§ **YOUR ASSIGNMENT**
Having read the material, return every line of it exactly.

**** DATASET RECORDS ****

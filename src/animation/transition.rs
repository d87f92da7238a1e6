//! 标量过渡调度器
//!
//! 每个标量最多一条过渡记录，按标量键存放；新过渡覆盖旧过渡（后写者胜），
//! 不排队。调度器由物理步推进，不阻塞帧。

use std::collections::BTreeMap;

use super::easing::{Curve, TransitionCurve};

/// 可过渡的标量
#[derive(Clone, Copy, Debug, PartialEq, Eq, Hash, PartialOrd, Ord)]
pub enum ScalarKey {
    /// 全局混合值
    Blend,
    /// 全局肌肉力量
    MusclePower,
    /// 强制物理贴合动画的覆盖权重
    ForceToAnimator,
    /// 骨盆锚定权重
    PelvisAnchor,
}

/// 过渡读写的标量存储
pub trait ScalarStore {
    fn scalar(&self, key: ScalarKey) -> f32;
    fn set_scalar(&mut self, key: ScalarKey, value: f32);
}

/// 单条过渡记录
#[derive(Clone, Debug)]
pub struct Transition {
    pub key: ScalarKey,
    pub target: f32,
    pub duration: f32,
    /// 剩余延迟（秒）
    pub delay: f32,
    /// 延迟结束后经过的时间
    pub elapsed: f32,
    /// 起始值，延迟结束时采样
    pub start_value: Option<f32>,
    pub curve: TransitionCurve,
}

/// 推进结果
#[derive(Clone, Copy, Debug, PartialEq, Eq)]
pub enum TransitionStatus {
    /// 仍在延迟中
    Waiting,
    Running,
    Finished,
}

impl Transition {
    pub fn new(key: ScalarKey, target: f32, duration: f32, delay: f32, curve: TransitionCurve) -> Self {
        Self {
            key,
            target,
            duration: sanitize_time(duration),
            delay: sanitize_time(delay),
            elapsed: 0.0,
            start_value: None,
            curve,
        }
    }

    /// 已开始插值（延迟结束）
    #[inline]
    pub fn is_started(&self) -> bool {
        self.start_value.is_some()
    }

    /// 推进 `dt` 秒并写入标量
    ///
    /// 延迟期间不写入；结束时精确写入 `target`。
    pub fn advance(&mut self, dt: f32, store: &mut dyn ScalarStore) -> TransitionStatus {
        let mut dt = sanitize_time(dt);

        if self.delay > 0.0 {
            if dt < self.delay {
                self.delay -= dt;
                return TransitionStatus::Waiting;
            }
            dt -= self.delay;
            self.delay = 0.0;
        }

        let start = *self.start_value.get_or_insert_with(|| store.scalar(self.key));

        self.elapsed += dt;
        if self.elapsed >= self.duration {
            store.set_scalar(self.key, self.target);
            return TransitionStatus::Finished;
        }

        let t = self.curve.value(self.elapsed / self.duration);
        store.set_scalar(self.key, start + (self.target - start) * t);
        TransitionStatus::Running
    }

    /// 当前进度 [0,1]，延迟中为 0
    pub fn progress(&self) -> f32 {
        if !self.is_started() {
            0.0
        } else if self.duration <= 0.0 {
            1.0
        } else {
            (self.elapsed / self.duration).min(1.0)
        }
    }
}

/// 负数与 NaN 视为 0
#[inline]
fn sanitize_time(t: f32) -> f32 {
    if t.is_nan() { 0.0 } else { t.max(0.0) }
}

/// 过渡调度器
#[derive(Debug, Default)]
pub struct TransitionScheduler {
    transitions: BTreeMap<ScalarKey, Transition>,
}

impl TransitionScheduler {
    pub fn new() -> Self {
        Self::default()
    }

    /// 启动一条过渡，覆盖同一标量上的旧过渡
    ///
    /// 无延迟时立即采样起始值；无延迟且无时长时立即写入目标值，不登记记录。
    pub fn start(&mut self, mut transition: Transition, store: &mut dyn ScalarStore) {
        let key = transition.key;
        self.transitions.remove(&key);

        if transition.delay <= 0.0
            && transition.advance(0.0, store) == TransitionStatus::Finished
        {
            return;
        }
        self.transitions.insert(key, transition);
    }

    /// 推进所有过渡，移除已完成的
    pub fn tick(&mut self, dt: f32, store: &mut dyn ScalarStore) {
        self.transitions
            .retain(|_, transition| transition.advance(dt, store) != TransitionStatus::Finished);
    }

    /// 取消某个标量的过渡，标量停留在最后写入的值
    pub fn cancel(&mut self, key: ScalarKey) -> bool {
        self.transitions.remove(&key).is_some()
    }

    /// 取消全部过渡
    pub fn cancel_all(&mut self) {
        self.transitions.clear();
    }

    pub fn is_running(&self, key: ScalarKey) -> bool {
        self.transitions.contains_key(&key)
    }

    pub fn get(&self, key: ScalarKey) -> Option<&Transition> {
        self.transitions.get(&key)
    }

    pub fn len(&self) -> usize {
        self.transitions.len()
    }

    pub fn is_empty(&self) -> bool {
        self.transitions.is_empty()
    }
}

****

§ **ANSWER BELOW**
filename src/animation/transition.rs
repository d87f92da7238a1e6
//! 标量过渡调度器
//!
//! 每个标量最多一条过渡记录，按标量键存放；新过渡覆盖旧过渡（后写者胜），
//! 不排队。调度器由物理步推进，不阻塞帧。

use std::collections::BTreeMap;

use super::easing::{Curve, TransitionCurve};

/// 可过渡的标量
#[derive(Clone, Copy, Debug, PartialEq, Eq, Hash, PartialOrd, Ord)]
pub enum ScalarKey {
    /// 全局混合值
    Blend,
    /// 全局肌肉力量
    MusclePower,
    /// 强制物理贴合动画的覆盖权重
    ForceToAnimator,
    /// 骨盆锚定权重
    PelvisAnchor,
}

/// 过渡读写的标量存储
pub trait ScalarStore {
    fn scalar(&self, key: ScalarKey) -> f32;
    fn set_scalar(&mut self, key: ScalarKey, value: f32);
}

/// 单条过渡记录
#[derive(Clone, Debug)]
pub struct Transition {
    pub key: ScalarKey,
    pub target: f32,
    pub duration: f32,
    /// 剩余延迟（秒）
    pub delay: f32,
    /// 延迟结束后经过的时间
    pub elapsed: f32,
    /// 起始值，延迟结束时采样
    pub start_value: Option<f32>,
    pub curve: TransitionCurve,
}

/// 推进结果
#[derive(Clone, Copy, Debug, PartialEq, Eq)]
pub enum TransitionStatus {
    /// 仍在延迟中
    Waiting,
    Running,
    Finished,
}

impl Transition {
    pub fn new(key: ScalarKey, target: f32, duration: f32, delay: f32, curve: TransitionCurve) -> Self {
        Self {
            key,
            target,
            duration: sanitize_time(duration),
            delay: sanitize_time(delay),
            elapsed: 0.0,
            start_value: None,
            curve,
        }
    }

    /// 已开始插值（延迟结束）
    #[inline]
    pub fn is_started(&self) -> bool {
        self.start_value.is_some()
    }

    /// 推进 `dt` 秒并写入标量
    ///
    /// 延迟期间不写入；结束时精确写入 `target`。
    pub fn advance(&mut self, dt: f32, store: &mut dyn ScalarStore) -> TransitionStatus {
        let mut dt = sanitize_time(dt);

        if self.delay > 0.0 {
            if dt < self.delay {
                self.delay -= dt;
                return TransitionStatus::Waiting;
            }
            dt -= self.delay;
            self.delay = 0.0;
        }

        let start = *self.start_value.get_or_insert_with(|| store.scalar(self.key));

        self.elapsed += dt;
        if self.elapsed >= self.duration {
            store.set_scalar(self.key, self.target);
            return TransitionStatus::Finished;
        }

        let t = self.curve.value(self.elapsed / self.duration);
        store.set_scalar(self.key, start + (self.target - start) * t);
        TransitionStatus::Running
    }

    /// 当前进度 [0,1]，延迟中为 0
    pub fn progress(&self) -> f32 {
        if !self.is_started() {
            0.0
        } else if self.duration <= 0.0 {
            1.0
        } else {
            (self.elapsed / self.duration).min(1.0)
        }
    }
}

/// 负数与 NaN 视为 0
#[inline]
fn sanitize_time(t: f32) -> f32 {
    if t.is_nan() { 0.0 } else { t.max(0.0) }
}

/// 过渡调度器
#[derive(Debug, Default)]
pub struct TransitionScheduler {
    transitions: BTreeMap<ScalarKey, Transition>,
}

impl TransitionScheduler {
    pub fn new() -> Self {
        Self::default()
    }

    /// 启动一条过渡，覆盖同一标量上的旧过渡
    ///
    /// 无延迟时立即采样起始值；无延迟且无时长时立即写入目标值，不登记记录。
    pub fn start(&mut self, mut transition: Transition, store: &mut dyn ScalarStore) {
        let key = transition.key;
        self.transitions.remove(&key);

        if transition.delay <= 0.0
            && transition.advance(0.0, store) == TransitionStatus::Finished
        {
            return;
        }
        self.transitions.insert(key, transition);
    }

    /// 推进所有过渡，移除已完成的
    pub fn tick(&mut self, dt: f32, store: &mut dyn ScalarStore) {
        self.transitions
            .retain(|_, transition| transition.advance(dt, store) != TransitionStatus::Finished);
    }

    /// 取消某个标量的过渡，标量停留在最后写入的值
    pub fn cancel(&mut self, key: ScalarKey) -> bool {
        self.transitions.remove(&key).is_some()
    }

    /// 取消全部过渡
    pub fn cancel_all(&mut self) {
        self.transitions.clear();
    }

    pub fn is_running(&self, key: ScalarKey) -> bool {
        self.transitions.contains_key(&key)
    }

    pub fn get(&self, key: ScalarKey) -> Option<&Transition> {
        self.transitions.get(&key)
    }

    pub fn len(&self) -> usize {
        self.transitions.len()
    }

    pub fn is_empty(&self) -> bool {
        self.transitions.is_empty()
    }
}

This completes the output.